Ann W. Frye, MEd*, David J Solomon, PhD, Steven A. Lieberman, MD, Ruth E. Levine, MD§, *Office of Educational Development, University of Texas Medical Branch, Office of Medical Education Research and Development and the Department of Medicine, Michigan State University2, Department of Internal Medicine, University of Texas Medical Branch, §Department of Psychiatry and Behavioral Sciences, University of Texas Medical Branch

Abstract - Curriculum evaluation plays an important role in substantive curriculum change. The experience of the University of Texas Medical Branch (UTMB) with evaluation processes developed for the new Integrated Medical Curriculum (IMC) illustrates how evaluation methods may be chosen to match the goals of the curriculum evaluation process. Quantitative data such as ratings of courses or scores on external exams are useful for comparing courses or assessing whether standards have been met. Qualitative data such as students’ comments about aspects of courses are useful for eliciting explanations of observed phenomena and describing relationships between curriculum features and outcomes. The curriculum evaluation process designed for the IMC used both types of evaluation methods in a complementary fashion. Quantitative and qualitative methods have been used for formative evaluation of the new IMC courses. They are now being incorporated into processes to judge the IMC against its goals and objectives.

    Curriculum evaluation plays an important role in substantive curriculum change.1 A comprehensive evaluation of a curriculum undergoing significant change requires addressing attitudes, assumptions, values, and expectations.2 Evaluation processes must examine not only the "product" (e.g., students’ knowledge and skills) and the effects of the changes but also the unintended positive or negative consequences of the curricular change.3

   The evaluation of curricular change may have several different goals.
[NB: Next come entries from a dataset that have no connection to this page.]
impl PlayerController {
    pub fn new(parts: ControllerParts) -> Arc<Self> {
        let policy = parts
            .config
            .as_ref()
            .map(|c| c.policy.clone())
            .unwrap_or_default();
        let coordinates = parts
            .config
            .as_ref()
            .and_then(|c| c.coordinates.clone())
            .unwrap_or_default();
        let (state_tx, state_rx) = watch::channel(PlayerState::Booting);

        Arc::new(PlayerController {
            engine: ProvisioningDecisionEngine::new(policy.clone()),
            config: parts.config,
            identity: parts.identity,
            policy,
            connectivity: parts.connectivity,
            provisioning: parts.provisioning,
            hdmi: parts.hdmi,
            bulletin: parts.bulletin,
            automation: parts.automation,
            credentials_path: parts.credentials_path,
            headless_override_path: parts.headless_override_path,
            force_provisioning_path: parts.force_provisioning_path,
            coordinates: RwLock::new(coordinates),
            stream_url: RwLock::new(None),
            last_decision: RwLock::new(None),
            last_hdmi: RwLock::new(None),
            state_tx,
            state_rx,
            automation_slot: AsyncMutex::new(()),
            watch_stop: Arc::new(Notify::new()),
            watch_task: Mutex::new(None),
            shutdown: parts.shutdown,
        })
    }

    pub fn state(&self) -> PlayerState {
        *self.state_rx.borrow()
    }

    pub fn state_receiver(&self) -> watch::Receiver<PlayerState> {
        self.state_tx.subscribe()
    }

    pub fn device_id(&self) -> &str {
        &self.identity.id
    }

    pub fn shutdown_handle(&self) -> ShutdownHandle {
        self.shutdown.clone()
    }

    fn set_state(&self, state: PlayerState) {
        let previous = self.state_tx.send_replace(state);
        if previous != state {
            info!(from = %previous, to = %state, "Player state transition");
        }
    }

    fn gather_decision_context(&self) -> DecisionContext {
        let hdmi = self.hdmi.check_once();
        *self.last_hdmi.write().unwrap() = Some(hdmi);
        DecisionContext {
            recovery: self.provisioning.check_recovery(),
            force_provisioning: self.force_provisioning_path.exists(),
            config_present: self.config.is_some(),
            credentials_present: Credentials::present(&self.credentials_path),
            headless_override: self.headless_override_path.exists(),
            hdmi: Some(hdmi),
        }
    }

    /// Boot sequence: decide, then either hand off to provisioning or drive
    /// connectivity and cloud sync through to READY/PLAYING.
    pub async fn run(self: &Arc<Self>) -> Result<RunOutcome, PlayerError> {
        self.set_state(PlayerState::Booting);

        let ctx = self.gather_decision_context();
        let decision = self.engine.decide(&ctx);
        debug!(?decision, "Boot decision");
        *self.last_decision.write().unwrap() = Some(decision.clone());

        if decision.needs_provisioning {
            self.enter_provisioning(&decision);
            return Ok(RunOutcome::ProvisioningHandoff);
        }

        self.set_state(PlayerState::Connecting);
        if !self.connectivity.wait_until_connected().await {
            self.set_state(PlayerState::Error);
            return Ok(RunOutcome::Degraded);
        }

        let config = self
            .config
            .as_ref()
            .ok_or_else(|| PlayerError::ConfigUnavailable("config vanished mid-boot".into()))?;

        self.announce(config).await;
        self.sync_coordinates().await;
        self.set_state(PlayerState::Ready);

        match self.bulletin.fetch_latest_stream(&config.cloud.device_key).await {
            Ok(Some(entry)) => {
                info!("Stream URL available, starting playback");
                *self.stream_url.write().unwrap() = Some(entry.value1);
                self.set_state(PlayerState::Playing);
            }
            Ok(None) => {
                info!("No stream configured yet, staying READY");
            }
            Err(e) => {
                warn!(error = %e, "Stream fetch failed, staying READY");
            }
        }

        self.start_hdmi_watch();
        Ok(RunOutcome::Operational)
    }

    async fn announce(&self, config: &PlayerConfig) {
        let email = config
            .cloud
            .email
            .clone()
            .or_else(|| Credentials::load(&self.credentials_path).ok().map(|c| c.email))
            .unwrap_or_default();
        let friendly_name = config
            .cloud
            .friendly_name
            .clone()
            .unwrap_or_else(|| format!("kiosk-{}", &self.identity.id));
        // a device that cannot register can still play
        if let Err(e) = self
            .bulletin
            .announce(&self.identity.id, &email, &friendly_name)
            .await
        {
            warn!(error = %e, "Device announce failed");
        }
    }

    /// Cloud coordinate calibration wins over the local copy when present.
    async fn sync_coordinates(&self) {
        match self.bulletin.fetch_coordinate_map().await {
            Ok(Some(map)) => {
                *self.coordinates.write().unwrap() = map;
            }
            Ok(None) => {
                debug!("No cloud coordinate map, keeping local calibration");
            }
            Err(e) => {
                warn!(error = %e, "Coordinate map fetch failed, keeping local calibration");
            }
        }
    }

    fn enter_provisioning(&self, decision: &ProvisioningDecision) {
        let reason = decision.reason.as_str();
        let meta = json!({
            "confidence": decision.confidence,
            "hdmi": decision.hdmi_status,
        });
        if let Err(e) = self.provisioning.record_trigger(reason, meta) {
            warn!(error = %e, "Could not record provisioning trigger");
        }
        let session_id = Uuid::new_v4().to_string();
        if let Err(e) = self.provisioning.record_start(&session_id, reason) {
            warn!(error = %e, "Could not persist provisioning session marker");
        }
        self.set_state(PlayerState::Provisioning);
    }

    /// Force a fresh provisioning session mid-operation and hand the
    /// process back to the supervisor.
    pub fn force_reprovision(&self, reason: &str, meta: serde_json::Value) {
        warn!(reason, "Forcing reprovisioning");
        if let Err(e) = self.provisioning.record_trigger(reason, meta) {
            warn!(error = %e, "Could not record provisioning trigger");
        }
        let session_id = Uuid::new_v4().to_string();
        if let Err(e) = self.provisioning.record_start(&session_id, reason) {
            warn!(error = %e, "Could not persist provisioning session marker");
        }
        self.set_state(PlayerState::Provisioning);
        self.shutdown.request(EXIT_PROVISIONING);
    }

    /// Continuous display monitoring during operation. A disconnect whose
    /// confidence clears the policy threshold forces reprovisioning: the
    /// decision that applied at boot applies just as absolutely mid-run.
    fn start_hdmi_watch(self: &Arc<Self>) {
        let this = self.clone();
        let threshold = self.policy.hdmi_confidence_threshold;
        // seeded with the boot reading so a display lost between the boot
        // decision and the first poll still registers as a transition
        let baseline = self.last_hdmi.read().unwrap().map(|s| s.connected);
        let handle = self.hdmi.watch(
            self.policy.hdmi_poll_interval(),
            baseline,
            self.watch_stop.clone(),
            move |status| {
                *this.last_hdmi.write().unwrap() = Some(status);
                if !status.connected && status.confidence > threshold {
                    this.force_reprovision(
                        DecisionReason::HdmiDisconnectedAbsolute.as_str(),
                        json!({"confidence": status.confidence}),
                    );
                } else if status.connected {
                    info!("Display reconnected");
                }
            },
        );
        *self.watch_task.lock().unwrap() = Some(handle);
    }

    /// Submit a command from the remote channel. Fast-path commands are
    /// acknowledged immediately and executed asynchronously; `status` and
    /// `restart` wait for the actual result. Gating happens synchronously
    /// in both cases.
    pub async fn submit(self: &Arc<Self>, command: PlayerCommand) -> Result<CommandAck, PlayerError> {
        self.state().accepts(&command)?;

        if command.is_fast_path() {
            let this = self.clone();
            let task_command = command.clone();
            tokio::spawn(async move {
                if let Err(e) = this.execute(task_command.clone()).await {
                    // background failures are logged, never crash the process
                    warn!(command = task_command.name(), error = %e, "Fast-path command failed");
                }
            });
            return Ok(CommandAck::Accepted);
        }

        self.execute(command).await.map(CommandAck::Completed)
    }

    /// Parse-and-submit for the raw wire envelope.
    pub async fn submit_envelope(
        self: &Arc<Self>,
        envelope: CommandEnvelope,
    ) -> Result<CommandAck, PlayerError> {
        let command = PlayerCommand::parse(&envelope)?;
        self.submit(command).await
    }

    async fn execute(self: &Arc<Self>, command: PlayerCommand) -> Result<CommandOutcome, PlayerError> {
        // state may have moved since the synchronous ack
        self.state().accepts(&command)?;

        match command {
            PlayerCommand::Status => Ok(CommandOutcome::Status(Box::new(self.diagnostics()))),
            PlayerCommand::Restart => {
                info!("Restart requested, handing process back to supervisor");
                self.shutdown.request(EXIT_RESTART);
                Ok(CommandOutcome::Restarting)
            }
            other => {
                self.dispatch_automation(&other).await?;
                Ok(CommandOutcome::Done)
            }
        }
    }

    async fn dispatch_automation(&self, command: &PlayerCommand) -> Result<(), PlayerError> {
        let Some(action) = command.action_name() else {
            return Err(PlayerError::UnknownCommand(command.name().to_string()));
        };

        // reject rather than interleave mouse actions on the same page
        let _slot = self
            .automation_slot
            .try_lock()
            .map_err(|_| PlayerError::AutomationBusy)?;

        let width = self.automation.render_width().await?;
        let point = self.coordinates.read().unwrap().resolve(action, width)?;
        debug!(action, width, x = point.x, y = point.y, "Dispatching automation click");
        self.automation.click(point).await?;

        match command {
            PlayerCommand::Play => {
                self.state_tx.send_if_modified(|s| {
                    if *s == PlayerState::Ready {
                        *s = PlayerState::Playing;
                        true
                    } else {
                        false
                    }
                });
            }
            PlayerCommand::Pause => {
                self.state_tx.send_if_modified(|s| {
                    if *s == PlayerState::Playing {
                        *s = PlayerState::Ready;
                        true
                    } else {
                        false
                    }
                });
            }
            _ => {}
        }
        Ok(())
    }

    pub fn diagnostics(&self) -> DiagnosticsReport {
        DiagnosticsReport {
            state: self.state(),
            device_id: self.identity.id.clone(),
            decision: self.last_decision.read().unwrap().clone(),
            hdmi: *self.last_hdmi.read().unwrap(),
            recovery: self.provisioning.check_recovery(),
            stream_url: self.stream_url.read().unwrap().clone(),
        }
    }

    pub fn hdmi_status(&self) -> HdmiStatus {
        let status = self.hdmi.check_once();
        *self.last_hdmi.write().unwrap() = Some(status);
        status
    }

    pub fn stream_url(&self) -> Option<String> {
        self.stream_url.read().unwrap().clone()
    }

    /// Stop background monitoring. Called once the shutdown handle fires.
    pub fn stop(&self) {
        self.watch_stop.notify_waiters();
        if let Some(handle) = self.watch_task.lock().unwrap().take() {
            handle.abort();
        }
    }
}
Sometimes there are specific questions about the curriculum to be answered, for example.4 :

  • "Are curricular objectives being met?"
  • "Is the student experience what we intended it to be?"
  • "Are the course activities optimally useful to students?"
  • "What is the effect of this curriculum policy?"

    In other instances, the curriculum needs to be assessed in a general way for its worth or merit.5 A typical question associated with a general assessment of a curriculum’s worth is "How satisfied are students and faculty with the curriculum?". Often both specific questions and a more general assessment may be relevant. Whatever the goals of the evaluation, it is important to fit the evaluation methods to the goals selected for a curriculum evaluation project.

    The goals set for the curriculum evaluation process should reflect the nature and magnitude of the curricular revisions. Small changes may call for focused evaluations. Significant revisions, however, such as incorporating problem-based learning or Web-based instructional features into a traditional curriculum or implementing integrated courses in place of discipline-based courses, require more substantial evaluation processes. During the implementation of curricular change, evaluation methods should first assess if the changes are being implemented as intended and should examine the impact of these changes on the affected groups. Once the changes are thoroughly integrated into the curriculum as intended, the outcomes of the curricular revisions can then be assessed against appropriate standards.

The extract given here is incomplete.